#### Brief
Scan the records that follow, and whenever a line has the word "String", copy it.

(Dataset entries)
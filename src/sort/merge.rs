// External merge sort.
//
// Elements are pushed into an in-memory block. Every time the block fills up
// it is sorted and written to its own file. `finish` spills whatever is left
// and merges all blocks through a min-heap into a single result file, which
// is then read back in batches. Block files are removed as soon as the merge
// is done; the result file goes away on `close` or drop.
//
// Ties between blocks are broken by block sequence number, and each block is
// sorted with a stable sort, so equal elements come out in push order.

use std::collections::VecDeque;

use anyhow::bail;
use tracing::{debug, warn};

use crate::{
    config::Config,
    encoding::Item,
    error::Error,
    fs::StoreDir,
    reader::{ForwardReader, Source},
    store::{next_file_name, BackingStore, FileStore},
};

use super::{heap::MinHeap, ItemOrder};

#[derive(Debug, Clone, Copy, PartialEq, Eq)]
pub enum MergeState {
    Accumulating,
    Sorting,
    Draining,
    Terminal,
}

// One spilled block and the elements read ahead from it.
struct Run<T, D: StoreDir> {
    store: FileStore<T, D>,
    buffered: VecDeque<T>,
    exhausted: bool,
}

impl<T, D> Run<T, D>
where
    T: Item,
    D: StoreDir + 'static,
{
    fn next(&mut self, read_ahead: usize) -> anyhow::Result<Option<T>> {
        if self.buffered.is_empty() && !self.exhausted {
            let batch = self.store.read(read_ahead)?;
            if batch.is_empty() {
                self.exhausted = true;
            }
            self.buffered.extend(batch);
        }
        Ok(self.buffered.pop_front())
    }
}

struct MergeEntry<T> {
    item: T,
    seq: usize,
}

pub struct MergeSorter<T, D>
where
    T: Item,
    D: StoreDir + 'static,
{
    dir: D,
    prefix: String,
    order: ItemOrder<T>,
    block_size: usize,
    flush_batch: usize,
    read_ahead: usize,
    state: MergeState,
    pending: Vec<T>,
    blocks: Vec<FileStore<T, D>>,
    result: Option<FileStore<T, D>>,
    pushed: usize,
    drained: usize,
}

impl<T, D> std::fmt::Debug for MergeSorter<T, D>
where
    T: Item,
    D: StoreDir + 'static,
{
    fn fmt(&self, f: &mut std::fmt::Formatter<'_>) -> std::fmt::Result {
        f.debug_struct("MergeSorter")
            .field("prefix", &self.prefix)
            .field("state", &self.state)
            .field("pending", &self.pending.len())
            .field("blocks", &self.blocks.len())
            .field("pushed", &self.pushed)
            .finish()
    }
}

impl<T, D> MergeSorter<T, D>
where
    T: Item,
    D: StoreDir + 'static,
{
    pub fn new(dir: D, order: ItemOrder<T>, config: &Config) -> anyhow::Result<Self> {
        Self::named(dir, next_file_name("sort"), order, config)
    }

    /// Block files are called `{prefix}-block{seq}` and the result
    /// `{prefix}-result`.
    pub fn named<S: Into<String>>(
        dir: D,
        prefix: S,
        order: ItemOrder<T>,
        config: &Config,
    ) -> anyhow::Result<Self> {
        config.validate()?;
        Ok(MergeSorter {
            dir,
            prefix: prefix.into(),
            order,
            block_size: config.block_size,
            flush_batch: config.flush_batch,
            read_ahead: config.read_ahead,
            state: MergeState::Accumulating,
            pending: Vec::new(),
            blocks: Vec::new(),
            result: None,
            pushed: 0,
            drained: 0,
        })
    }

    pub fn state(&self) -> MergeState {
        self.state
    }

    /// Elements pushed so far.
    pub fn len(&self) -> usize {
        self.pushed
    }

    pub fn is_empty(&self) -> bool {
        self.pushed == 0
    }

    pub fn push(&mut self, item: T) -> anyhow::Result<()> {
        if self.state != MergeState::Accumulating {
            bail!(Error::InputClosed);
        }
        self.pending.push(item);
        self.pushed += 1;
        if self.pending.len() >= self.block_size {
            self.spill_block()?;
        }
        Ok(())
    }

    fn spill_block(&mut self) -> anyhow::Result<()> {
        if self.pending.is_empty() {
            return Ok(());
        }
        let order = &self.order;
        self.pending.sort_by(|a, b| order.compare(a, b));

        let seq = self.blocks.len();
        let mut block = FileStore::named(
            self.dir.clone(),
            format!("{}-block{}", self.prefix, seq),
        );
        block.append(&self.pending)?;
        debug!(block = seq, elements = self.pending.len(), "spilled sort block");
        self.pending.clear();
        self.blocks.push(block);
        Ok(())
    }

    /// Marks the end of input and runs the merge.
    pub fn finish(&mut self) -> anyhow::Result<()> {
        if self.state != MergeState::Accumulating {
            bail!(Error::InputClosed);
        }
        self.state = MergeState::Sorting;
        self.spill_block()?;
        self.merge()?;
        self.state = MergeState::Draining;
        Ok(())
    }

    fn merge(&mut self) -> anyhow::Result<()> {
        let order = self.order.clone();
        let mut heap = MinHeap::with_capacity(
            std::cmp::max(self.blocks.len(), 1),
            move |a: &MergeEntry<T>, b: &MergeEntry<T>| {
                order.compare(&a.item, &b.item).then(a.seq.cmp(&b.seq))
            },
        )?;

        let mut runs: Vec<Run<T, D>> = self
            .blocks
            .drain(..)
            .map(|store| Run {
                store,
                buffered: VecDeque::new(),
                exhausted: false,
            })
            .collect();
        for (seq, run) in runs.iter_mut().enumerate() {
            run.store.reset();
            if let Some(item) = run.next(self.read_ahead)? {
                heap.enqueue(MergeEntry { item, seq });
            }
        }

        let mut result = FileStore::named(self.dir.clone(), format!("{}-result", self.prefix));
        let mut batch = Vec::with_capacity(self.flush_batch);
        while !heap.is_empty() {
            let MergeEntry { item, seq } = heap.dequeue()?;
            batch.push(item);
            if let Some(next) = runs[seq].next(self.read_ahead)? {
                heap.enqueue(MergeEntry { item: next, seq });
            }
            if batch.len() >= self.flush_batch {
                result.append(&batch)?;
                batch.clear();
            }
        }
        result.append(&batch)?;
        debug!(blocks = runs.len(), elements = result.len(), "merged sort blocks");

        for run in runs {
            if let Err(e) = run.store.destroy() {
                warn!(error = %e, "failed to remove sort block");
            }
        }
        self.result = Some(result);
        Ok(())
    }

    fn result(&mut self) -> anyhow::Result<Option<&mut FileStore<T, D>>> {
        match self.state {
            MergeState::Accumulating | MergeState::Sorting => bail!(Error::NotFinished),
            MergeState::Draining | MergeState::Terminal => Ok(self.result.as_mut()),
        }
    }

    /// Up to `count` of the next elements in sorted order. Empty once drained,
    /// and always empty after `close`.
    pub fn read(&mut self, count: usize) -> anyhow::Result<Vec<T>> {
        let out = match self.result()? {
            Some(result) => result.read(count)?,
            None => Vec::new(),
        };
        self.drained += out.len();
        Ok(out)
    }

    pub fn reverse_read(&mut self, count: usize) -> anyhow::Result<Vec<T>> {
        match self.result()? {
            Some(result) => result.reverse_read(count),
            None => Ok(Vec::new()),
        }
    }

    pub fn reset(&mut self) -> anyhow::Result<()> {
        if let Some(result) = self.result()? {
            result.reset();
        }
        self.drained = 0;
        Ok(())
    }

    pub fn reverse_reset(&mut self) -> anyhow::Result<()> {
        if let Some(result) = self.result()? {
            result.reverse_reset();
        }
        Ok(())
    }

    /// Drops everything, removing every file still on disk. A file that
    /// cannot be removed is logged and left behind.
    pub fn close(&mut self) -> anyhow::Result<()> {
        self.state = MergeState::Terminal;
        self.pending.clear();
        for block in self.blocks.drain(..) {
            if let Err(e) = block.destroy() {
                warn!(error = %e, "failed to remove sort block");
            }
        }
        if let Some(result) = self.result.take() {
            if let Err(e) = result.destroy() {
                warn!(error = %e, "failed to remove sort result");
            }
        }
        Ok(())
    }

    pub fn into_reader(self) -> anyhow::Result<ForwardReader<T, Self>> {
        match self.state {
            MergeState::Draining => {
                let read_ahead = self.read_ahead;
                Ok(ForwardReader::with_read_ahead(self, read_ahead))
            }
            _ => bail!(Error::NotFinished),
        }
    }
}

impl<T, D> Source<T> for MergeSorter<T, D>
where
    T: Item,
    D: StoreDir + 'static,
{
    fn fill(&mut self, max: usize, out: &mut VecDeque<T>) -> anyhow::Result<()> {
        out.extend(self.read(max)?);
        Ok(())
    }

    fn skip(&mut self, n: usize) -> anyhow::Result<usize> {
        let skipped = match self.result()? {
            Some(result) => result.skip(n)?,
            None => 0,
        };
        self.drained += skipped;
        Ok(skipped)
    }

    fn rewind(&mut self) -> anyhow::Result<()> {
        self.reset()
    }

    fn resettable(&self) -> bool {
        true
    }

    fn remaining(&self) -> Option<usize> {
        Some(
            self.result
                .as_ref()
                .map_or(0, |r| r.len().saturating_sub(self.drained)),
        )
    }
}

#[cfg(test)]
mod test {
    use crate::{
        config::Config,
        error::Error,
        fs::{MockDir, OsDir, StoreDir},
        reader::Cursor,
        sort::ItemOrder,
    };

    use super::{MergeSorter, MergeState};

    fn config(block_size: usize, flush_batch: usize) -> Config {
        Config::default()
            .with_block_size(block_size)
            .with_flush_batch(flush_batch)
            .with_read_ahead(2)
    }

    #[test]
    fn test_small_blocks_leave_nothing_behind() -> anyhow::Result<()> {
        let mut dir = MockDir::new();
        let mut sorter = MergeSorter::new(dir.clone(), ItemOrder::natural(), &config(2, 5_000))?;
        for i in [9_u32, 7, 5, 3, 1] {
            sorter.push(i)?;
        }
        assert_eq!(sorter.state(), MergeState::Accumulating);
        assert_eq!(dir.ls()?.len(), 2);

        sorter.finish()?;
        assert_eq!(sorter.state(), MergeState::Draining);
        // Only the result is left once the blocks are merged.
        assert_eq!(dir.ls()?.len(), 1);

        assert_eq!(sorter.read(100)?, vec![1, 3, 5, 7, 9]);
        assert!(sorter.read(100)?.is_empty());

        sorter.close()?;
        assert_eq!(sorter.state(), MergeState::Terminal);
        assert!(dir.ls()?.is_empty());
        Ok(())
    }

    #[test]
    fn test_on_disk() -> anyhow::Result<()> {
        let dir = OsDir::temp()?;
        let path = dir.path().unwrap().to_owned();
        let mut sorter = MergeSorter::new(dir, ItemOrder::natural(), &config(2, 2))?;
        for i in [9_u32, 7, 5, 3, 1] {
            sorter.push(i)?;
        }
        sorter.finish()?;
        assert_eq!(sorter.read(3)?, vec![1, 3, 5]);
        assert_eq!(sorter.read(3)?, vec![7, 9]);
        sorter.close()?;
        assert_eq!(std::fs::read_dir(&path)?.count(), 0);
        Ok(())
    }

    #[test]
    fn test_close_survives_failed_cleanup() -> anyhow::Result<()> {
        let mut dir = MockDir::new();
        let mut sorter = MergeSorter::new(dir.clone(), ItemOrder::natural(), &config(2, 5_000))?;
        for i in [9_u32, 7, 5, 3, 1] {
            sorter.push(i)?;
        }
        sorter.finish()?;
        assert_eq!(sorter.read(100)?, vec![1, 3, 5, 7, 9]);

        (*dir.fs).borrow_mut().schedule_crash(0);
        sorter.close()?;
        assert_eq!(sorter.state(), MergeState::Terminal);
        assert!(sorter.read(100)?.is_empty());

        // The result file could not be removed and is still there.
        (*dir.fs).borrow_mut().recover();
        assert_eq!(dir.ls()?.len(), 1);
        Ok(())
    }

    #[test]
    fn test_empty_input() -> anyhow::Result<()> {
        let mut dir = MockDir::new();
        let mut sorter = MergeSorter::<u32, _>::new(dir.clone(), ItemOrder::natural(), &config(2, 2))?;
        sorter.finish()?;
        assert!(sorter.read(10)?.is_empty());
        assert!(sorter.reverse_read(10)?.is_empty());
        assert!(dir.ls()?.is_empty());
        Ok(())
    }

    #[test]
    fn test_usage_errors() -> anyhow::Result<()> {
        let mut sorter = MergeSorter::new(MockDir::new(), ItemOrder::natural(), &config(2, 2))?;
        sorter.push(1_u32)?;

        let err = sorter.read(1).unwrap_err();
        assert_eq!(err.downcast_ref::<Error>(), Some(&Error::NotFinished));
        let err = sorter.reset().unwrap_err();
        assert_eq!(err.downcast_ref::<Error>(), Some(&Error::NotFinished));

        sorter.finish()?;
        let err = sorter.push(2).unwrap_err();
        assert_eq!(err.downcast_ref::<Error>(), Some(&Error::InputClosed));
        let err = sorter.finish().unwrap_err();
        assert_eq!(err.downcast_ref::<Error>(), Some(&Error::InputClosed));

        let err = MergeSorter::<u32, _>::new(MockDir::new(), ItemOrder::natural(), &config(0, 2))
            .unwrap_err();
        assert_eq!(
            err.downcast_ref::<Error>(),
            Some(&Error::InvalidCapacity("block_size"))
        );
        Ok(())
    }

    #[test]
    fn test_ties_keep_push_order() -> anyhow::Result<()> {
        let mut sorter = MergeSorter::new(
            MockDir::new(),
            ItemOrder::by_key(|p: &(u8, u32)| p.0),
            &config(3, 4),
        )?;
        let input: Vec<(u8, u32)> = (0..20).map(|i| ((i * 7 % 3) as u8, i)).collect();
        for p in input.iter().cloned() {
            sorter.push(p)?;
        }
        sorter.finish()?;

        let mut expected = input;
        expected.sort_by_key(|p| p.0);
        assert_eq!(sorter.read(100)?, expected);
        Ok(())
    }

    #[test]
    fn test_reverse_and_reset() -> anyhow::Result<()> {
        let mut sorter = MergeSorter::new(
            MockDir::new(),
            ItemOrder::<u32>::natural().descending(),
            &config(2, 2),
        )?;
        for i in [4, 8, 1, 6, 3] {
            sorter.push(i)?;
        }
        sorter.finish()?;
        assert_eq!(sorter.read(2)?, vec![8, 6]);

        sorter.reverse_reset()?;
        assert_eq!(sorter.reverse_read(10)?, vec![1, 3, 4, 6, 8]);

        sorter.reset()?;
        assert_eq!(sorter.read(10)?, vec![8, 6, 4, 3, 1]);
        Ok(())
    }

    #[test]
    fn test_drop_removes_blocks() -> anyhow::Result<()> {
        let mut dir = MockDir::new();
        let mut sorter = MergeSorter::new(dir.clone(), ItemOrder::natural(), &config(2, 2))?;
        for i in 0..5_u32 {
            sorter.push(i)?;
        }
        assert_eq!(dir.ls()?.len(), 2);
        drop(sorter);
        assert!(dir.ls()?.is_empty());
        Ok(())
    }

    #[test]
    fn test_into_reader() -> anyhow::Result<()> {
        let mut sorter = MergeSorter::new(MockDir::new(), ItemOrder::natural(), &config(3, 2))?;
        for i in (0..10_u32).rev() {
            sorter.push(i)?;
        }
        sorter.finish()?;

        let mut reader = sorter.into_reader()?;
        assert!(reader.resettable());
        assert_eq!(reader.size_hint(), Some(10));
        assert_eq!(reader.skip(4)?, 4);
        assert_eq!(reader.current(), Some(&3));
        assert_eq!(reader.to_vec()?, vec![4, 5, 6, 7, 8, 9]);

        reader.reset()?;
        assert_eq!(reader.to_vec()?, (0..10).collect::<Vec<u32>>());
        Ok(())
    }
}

#### Answer to this task
    prefix: String,
    pub fn named<S: Into<String>>(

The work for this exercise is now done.